The AI boom isn't slowing down. It's tripping over itself. That's the picture painted by IREN Limited (IREN) CEO Daniel Roberts in a recent podcast appearance. Speaking during Nvidia Corp's (NVDA) GTC conference, Roberts described the current scramble to build AI infrastructure in blunt, almost comical terms: "permanent whack-a-mole." It might just be the most accurate description of the industry's growing pains right now.
Think about it like this. The constraints keep shifting. First, everyone was desperate for GPUs. Then, once you could theoretically get your hands on the chips, the problem became power—where do you plug all this stuff in? Now, according to Roberts, the real bottleneck is something else entirely: "time to compute." Even when companies manage to secure both the silicon and the juice, they still can't flip the switch fast enough. Why? Because AI isn't just software; it's intensely physical.
Building a data center isn't like downloading an app. It means securing land, negotiating connections to the electrical grid, hiring thousands of specialized workers, and constructing massive cooling and electrical systems. It's a marathon of logistics, permits, and construction. And that's where the system, built for digital speed, starts to grind against the slow gears of the physical world.
Roberts put it plainly. The "real world" is struggling to keep up with "digital exponential demand curves." Every time you think you've solved one problem, another one pops up. You fix the chip supply? Suddenly power becomes the scarce resource. You secure enough power? Now you can't find enough skilled labor to build the facilities. You solve the labor issue? The supply chains for transformers or cooling units tighten. That's the whack-a-mole. And it's constant.

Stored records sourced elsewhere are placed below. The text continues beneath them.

//! # cine-ops
//!
//! Cinematic grading operators and the apron-aware frame processor.
//!
//! A look is a [`LookParams`] value: one immutable parameter block per
//! operator. [`pipeline::process_window`] renders one output window through
//! two fixed stages:
//!
//! - [`grade`] - eight per-pixel operators (Stage 0)
//! - [`fx`] - eight blur-based and geometric spatial operators (Stage 1)
//!
//! supported by:
//!
//! - [`blur`] - separable box blurs and the three-pass Gaussian approximation
//! - [`math`] - luminance, smoothstep, mixing
//! - [`pipeline`] - apron sizing, identity check, workspace, processor
//!
//! # Example
//!
//! ```rust
//! use cine_core::{Bounds, FrameBuffer};
//! use cine_ops::look::LookParams;
//! use cine_ops::pipeline::{RenderRequest, render};
//!
//! let src = FrameBuffer::filled(Bounds::from_size(64, 36), [0.18, 0.18, 0.18, 1.0]);
//!
//! let mut look = LookParams::default();
//! look.glow.enable = true;
//! look.glow.amount = 0.3;
//!
//! let out = render(&src, &RenderRequest::full_frame(src.bounds()), &look);
//! assert_eq!(out.bounds(), src.bounds());
//! ```

#![warn(missing_docs)]
#![warn(rustdoc::missing_crate_level_docs)]

mod error;
pub mod blur;
pub mod fx;
pub mod grade;
pub mod look;
pub mod math;
pub mod pipeline;

#[cfg(feature = "parallel")]
pub mod parallel;

pub use error::{OpsError, OpsResult};
pub use look::LookParams;
pub use pipeline::{FrameContext, RenderRequest, RenderStats, process_window};
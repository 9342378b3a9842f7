//! Extraction capability. The controller only depends on this trait, so a real
//! statement parser can replace the stub without touching the state machine.

use async_trait::async_trait;
use intake_core::{IntakeError, ParseResult, SelectedFile};
use thiserror::Error;

#[derive(Debug, Clone, PartialEq, Eq, Error)]
pub enum ExtractError {
    #[error("{0}")]
    Failed(String),
}

impl From<ExtractError> for IntakeError {
    fn from(value: ExtractError) -> Self {
        match value {
            ExtractError::Failed(msg) => IntakeError::Extraction(msg),
        }
    }
}

#[async_trait]
pub trait Extractor: Send + Sync {
    /// Short name used in logs.
    fn name(&self) -> &str;

    async fn extract(&self, file: &SelectedFile) -> Result<ParseResult, ExtractError>;
}
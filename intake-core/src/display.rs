//! What the screen shows, derived from `IntakeState` with no side effects.

use crate::lifecycle::{IntakeState, Lifecycle};
use crate::result::ParseResult;

pub const UPLOAD_CALL_TO_ACTION: &str = "Click to upload PDF statement";
pub const LOADING_MESSAGE: &str = "Parsing your statement...";

#[derive(Debug, Clone, PartialEq, Eq)]
pub struct UploadPrompt {
    /// Selected file name, or the generic call-to-action.
    pub title: String,
    pub hint: String,
}

/// The one panel below the upload prompt. Being a single enum, the error,
/// loading and result panels can never be shown together.
#[derive(Debug, Clone, PartialEq, Eq)]
pub enum Panel {
    Empty,
    Error(String),
    Loading,
    Result(ParseResult),
}

#[derive(Debug, Clone, PartialEq, Eq)]
pub struct DisplayState {
    pub upload_prompt: UploadPrompt,
    pub panel: Panel,
}

impl DisplayState {
    pub fn derive(state: &IntakeState) -> Self {
        let title = state
            .selected_file()
            .map(|f| f.name.clone())
            .unwrap_or_else(|| UPLOAD_CALL_TO_ACTION.to_string());

        // Having a result and not parsing are the same state here.
        let panel = match state.lifecycle() {
            Lifecycle::Idle => Panel::Empty,
            Lifecycle::Parsing => Panel::Loading,
            Lifecycle::Failed(err) => Panel::Error(err.to_string()),
            Lifecycle::Succeeded(result) => Panel::Result(result.clone()),
        };

        Self {
            upload_prompt: UploadPrompt {
                title,
                hint: state.settings().size_limit.hint(),
            },
            panel,
        }
    }

    pub fn shows_error(&self) -> bool {
        matches!(self.panel, Panel::Error(_))
    }

    pub fn shows_loading(&self) -> bool {
        matches!(self.panel, Panel::Loading)
    }

    pub fn shows_result(&self) -> bool {
        matches!(self.panel, Panel::Result(_))
    }

    pub fn error_message(&self) -> Option<&str> {
        match &self.panel {
            Panel::Error(msg) => Some(msg),
            _ => None,
        }
    }

    pub fn result(&self) -> Option<&ParseResult> {
        match &self.panel {
            Panel::Result(r) => Some(r),
            _ => None,
        }
    }
}

#[cfg(test)]
mod tests {
    use super::*;
    use crate::file::SelectedFile;

    fn visible_panels(d: &DisplayState) -> usize {
        [d.shows_error(), d.shows_loading(), d.shows_result()]
            .iter()
            .filter(|b| **b)
            .count()
    }

    #[test]
    fn test_idle_shows_call_to_action() {
        let d = IntakeState::default().display();
        assert_eq!(d.upload_prompt.title, "Click to upload PDF statement");
        assert_eq!(d.upload_prompt.hint, "PDF files only • Max 10MB");
        assert_eq!(d.panel, Panel::Empty);
    }

    #[test]
    fn test_parsing_shows_file_name_and_loading() {
        let mut state = IntakeState::default();
        state
            .select_file(SelectedFile::new("statement.pdf", 1331, "application/pdf"))
            .unwrap();
        let d = state.display();
        assert_eq!(d.upload_prompt.title, "statement.pdf");
        assert!(d.shows_loading());
        assert_eq!(visible_panels(&d), 1);
    }

    #[test]
    fn test_rejection_shows_error_only() {
        let mut state = IntakeState::default();
        let _ = state.select_file(SelectedFile::new("photo.png", 5, "image/png"));
        let d = state.display();
        assert_eq!(d.upload_prompt.title, "Click to upload PDF statement");
        assert_eq!(d.error_message(), Some("Please select a valid PDF file"));
        assert!(!d.shows_loading());
        assert_eq!(visible_panels(&d), 1);
    }
}
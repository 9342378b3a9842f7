//! Extracted statement fields, as shown in the result panel.

use serde::{Deserialize, Serialize};

use crate::issuer::Issuer;

/// Output of one extraction. Replaced wholesale, never patched field by field.
#[derive(Debug, Clone, PartialEq, Eq, Serialize, Deserialize)]
pub struct ParseResult {
    /// Free text; not required to be one of the supported issuers.
    pub issuer: String,
    pub file_name: String,
    /// e.g. "1.30 KB"
    pub file_size_display: String,
    pub card_last_four: String,
    /// Free-form date range, e.g. "01/10/2025 - 31/10/2025".
    pub billing_cycle: String,
    pub payment_due_date: String,
    /// Currency strings keep their symbol and grouping ("$1,234.56").
    pub total_balance: String,
    pub minimum_payment: String,
}

#[derive(Debug, Clone, Copy, PartialEq, Eq, Serialize, Deserialize)]
pub enum DataPointKind {
    CardLastFour,
    BillingCycle,
    PaymentDueDate,
    TotalBalance,
    MinimumPayment,
}

impl DataPointKind {
    pub fn label(&self) -> &'static str {
        match self {
            DataPointKind::CardLastFour => "Card Last 4 Digits",
            DataPointKind::BillingCycle => "Billing Cycle",
            DataPointKind::PaymentDueDate => "Payment Due Date",
            DataPointKind::TotalBalance => "Total Balance",
            DataPointKind::MinimumPayment => "Minimum Payment",
        }
    }
}

#[derive(Debug, Clone, PartialEq, Eq)]
pub struct DataPoint<'a> {
    pub kind: DataPointKind,
    pub value: &'a str,
}

impl DataPoint<'_> {
    pub fn label(&self) -> &'static str {
        self.kind.label()
    }
}

impl ParseResult {
    /// "`file_name` • `file_size_display`"
    pub fn subheading(&self) -> String {
        format!("{} • {}", self.file_name, self.file_size_display)
    }

    /// The data points in display order.
    pub fn data_points(&self) -> [DataPoint<'_>; 5] {
        [
            DataPoint {
                kind: DataPointKind::CardLastFour,
                value: &self.card_last_four,
            },
            DataPoint {
                kind: DataPointKind::BillingCycle,
                value: &self.billing_cycle,
            },
            DataPoint {
                kind: DataPointKind::PaymentDueDate,
                value: &self.payment_due_date,
            },
            DataPoint {
                kind: DataPointKind::TotalBalance,
                value: &self.total_balance,
            },
            DataPoint {
                kind: DataPointKind::MinimumPayment,
                value: &self.minimum_payment,
            },
        ]
    }

    pub fn known_issuer(&self) -> Option<Issuer> {
        Issuer::from_label(&self.issuer)
    }
}
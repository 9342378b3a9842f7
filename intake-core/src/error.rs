use thiserror::Error;

/// User-visible intake failures. The `Display` text is what the error panel shows.
#[derive(Debug, Clone, PartialEq, Eq, Error)]
pub enum IntakeError {
    #[error("Please select a valid PDF file")]
    InvalidFileType { mime_type: String },

    /// Only produced when the size limit is explicitly enforced.
    #[error("File exceeds the {limit_label} upload limit")]
    FileTooLarge {
        size_bytes: u64,
        limit_bytes: u64,
        limit_label: String,
    },

    #[error("Could not parse statement: {0}")]
    Extraction(String),
}

#[cfg(test)]
mod tests {
    use super::*;

    #[test]
    fn test_invalid_type_message_is_fixed() {
        let e = IntakeError::InvalidFileType {
            mime_type: "image/png".to_string(),
        };
        assert_eq!(e.to_string(), "Please select a valid PDF file");
    }

    #[test]
    fn test_too_large_message() {
        let e = IntakeError::FileTooLarge {
            size_bytes: 20,
            limit_bytes: 10,
            limit_label: "10MB".to_string(),
        };
        assert_eq!(e.to_string(), "File exceeds the 10MB upload limit");
    }
}
//! Turn a path on disk into a selection candidate, the way a browser file picker would.

use anyhow::{Context, Result};
use intake_core::SelectedFile;
use std::path::Path;

/// Name and size come from the file system; the MIME type is `declared` if given,
/// otherwise guessed from the extension. The contents are not read.
pub fn from_path(path: &Path, declared: Option<&str>) -> Result<SelectedFile> {
    let meta = std::fs::metadata(path).with_context(|| format!("stat {}", path.display()))?;
    if !meta.is_file() {
        anyhow::bail!("not a file: {}", path.display());
    }

    let name = path
        .file_name()
        .map(|n| n.to_string_lossy().into_owned())
        .with_context(|| format!("no file name in {}", path.display()))?;

    let mime_type = match declared {
        Some(m) => m.trim().to_string(),
        None => mime_guess::from_path(path)
            .first_or_octet_stream()
            .essence_str()
            .to_string(),
    };

    Ok(SelectedFile::new(name, meta.len(), mime_type))
}

#[cfg(test)]
mod tests {
    use super::*;
    use std::io::Write;

    #[test]
    fn test_pdf_extension_guesses_pdf() {
        let mut f = tempfile::Builder::new().suffix(".pdf").tempfile().unwrap();
        f.write_all(&[0u8; 1331]).unwrap();

        let c = from_path(f.path(), None).unwrap();
        assert_eq!(c.mime_type, "application/pdf");
        assert_eq!(c.size_bytes, 1331);
        assert!(c.name.ends_with(".pdf"));
    }

    #[test]
    fn test_declared_type_wins() {
        let f = tempfile::Builder::new().suffix(".pdf").tempfile().unwrap();
        let c = from_path(f.path(), Some("image/png")).unwrap();
        assert_eq!(c.mime_type, "image/png");
    }

    #[test]
    fn test_unknown_extension_is_octet_stream() {
        let f = tempfile::Builder::new().suffix(".zzq").tempfile().unwrap();
        let c = from_path(f.path(), None).unwrap();
        assert_eq!(c.mime_type, "application/octet-stream");
        assert!(!c.is_pdf());
    }

    #[test]
    fn test_directory_is_rejected() {
        let dir = tempfile::tempdir().unwrap();
        assert!(from_path(dir.path(), None).is_err());
    }
}
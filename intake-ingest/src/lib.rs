//! intake-ingest: the statement extraction capability and the async intake controller.

pub mod controller;
pub mod extractor;
pub mod stub;

pub use controller::{Completion, IntakeController};
pub use extractor::{ExtractError, Extractor};
pub use stub::{DEFAULT_STUB_DELAY, StubExtractor, sample_result};
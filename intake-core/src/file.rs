//! The file a user hands to the intake controller, plus the upload size limit.

use serde::{Deserialize, Serialize};

/// The only declared type the controller accepts.
pub const PDF_MIME_TYPE: &str = "application/pdf";

const MIB: u64 = 1024 * 1024;

/// A candidate or accepted statement file.
///
/// Only the metadata declared at selection time is kept; the bytes are never read.
#[derive(Debug, Clone, PartialEq, Eq, Serialize, Deserialize)]
pub struct SelectedFile {
    pub name: String,
    pub size_bytes: u64,
    /// Client-declared MIME type (not sniffed from content).
    pub mime_type: String,
}

impl SelectedFile {
    pub fn new(name: impl Into<String>, size_bytes: u64, mime_type: impl Into<String>) -> Self {
        Self {
            name: name.into(),
            size_bytes,
            mime_type: mime_type.into(),
        }
    }

    pub fn is_pdf(&self) -> bool {
        self.mime_type == PDF_MIME_TYPE
    }

    pub fn size_display(&self) -> String {
        format_file_size(self.size_bytes)
    }
}

/// Format a byte count as kilobytes with exactly two decimals, e.g. `2048` -> `"2.00 KB"`.
///
/// Ties round up (`128` bytes is `0.125` KB -> `"0.13 KB"`), computed in integer
/// hundredths so no float rounding mode is involved.
pub fn format_file_size(size_bytes: u64) -> String {
    let hundredths = (u128::from(size_bytes) * 100 + 512) / 1024;
    format!("{}.{:02} KB", hundredths / 100, hundredths % 100)
}

/// Advertised upload limit. Advisory unless `enforced` is set.
#[derive(Debug, Clone, Copy, PartialEq, Eq, Serialize, Deserialize)]
pub struct SizeLimit {
    pub max_bytes: u64,
    pub enforced: bool,
}

impl Default for SizeLimit {
    fn default() -> Self {
        Self {
            max_bytes: 10 * MIB,
            enforced: false,
        }
    }
}

impl SizeLimit {
    /// True when the limit is enforced and `size_bytes` exceeds it.
    pub fn rejects(&self, size_bytes: u64) -> bool {
        self.enforced && size_bytes > self.max_bytes
    }

    /// Human label for the limit, e.g. `"10MB"`.
    pub fn label(&self) -> String {
        if self.max_bytes % MIB == 0 {
            format!("{}MB", self.max_bytes / MIB)
        } else {
            format!("{:.1}MB", self.max_bytes as f64 / MIB as f64)
        }
    }

    /// Upload prompt hint line.
    pub fn hint(&self) -> String {
        format!("PDF files only • Max {}", self.label())
    }
}

#[cfg(test)]
mod tests {
    use super::*;

    #[test]
    fn test_format_file_size_exact() {
        assert_eq!(format_file_size(2048), "2.00 KB");
        assert_eq!(format_file_size(0), "0.00 KB");
        assert_eq!(format_file_size(1024 * 1024), "1024.00 KB");
    }

    #[test]
    fn test_format_file_size_rounds_to_two_places() {
        // 1331 / 1024 = 1.2998...
        assert_eq!(format_file_size(1331), "1.30 KB");
        // 1000 / 1024 = 0.9765...
        assert_eq!(format_file_size(1000), "0.98 KB");
        // 0.125 is an exact tie
        assert_eq!(format_file_size(128), "0.13 KB");
    }

    #[test]
    fn test_is_pdf_is_exact_match() {
        assert!(SelectedFile::new("a.pdf", 1, "application/pdf").is_pdf());
        assert!(!SelectedFile::new("a.png", 1, "image/png").is_pdf());
        assert!(!SelectedFile::new("a.pdf", 1, "APPLICATION/PDF").is_pdf());
        assert!(!SelectedFile::new("a.pdf", 1, "").is_pdf());
    }

    #[test]
    fn test_size_limit_default_is_advisory() {
        let limit = SizeLimit::default();
        assert_eq!(limit.max_bytes, 10 * 1024 * 1024);
        assert!(!limit.rejects(u64::MAX));
        assert_eq!(limit.hint(), "PDF files only • Max 10MB");
    }

    #[test]
    fn test_size_limit_enforced() {
        let limit = SizeLimit {
            max_bytes: 1024,
            enforced: true,
        };
        assert!(!limit.rejects(1024));
        assert!(limit.rejects(1025));

        let fractional = SizeLimit {
            max_bytes: 3 * MIB / 2,
            enforced: false,
        };
        assert_eq!(fractional.label(), "1.5MB");
    }
}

The demand side of this equation shows no signs of letting up. "There are no idle GPUs in the world," Roberts said, adding that the industry still "cannot meet demand." That's a critical signal for anyone watching this space. This isn't a speculative bubble struggling to find real use cases—it's an entire ecosystem struggling to keep up with them. The demand is very real; the supply chain just can't deliver fast enough.
All of this points to a bigger shift in the AI trade. It's evolving. It's no longer just a story about whose chip is fastest or whose model is smartest. It's increasingly a story about infrastructure—and the hard, slow, expensive limits of building it. The next phase of AI's breakneck growth might not be defined by a flashy software breakthrough from a lab. It might be defined by how quickly we can pour concrete, run power lines, and train technicians. The race is on, and the finish line keeps moving.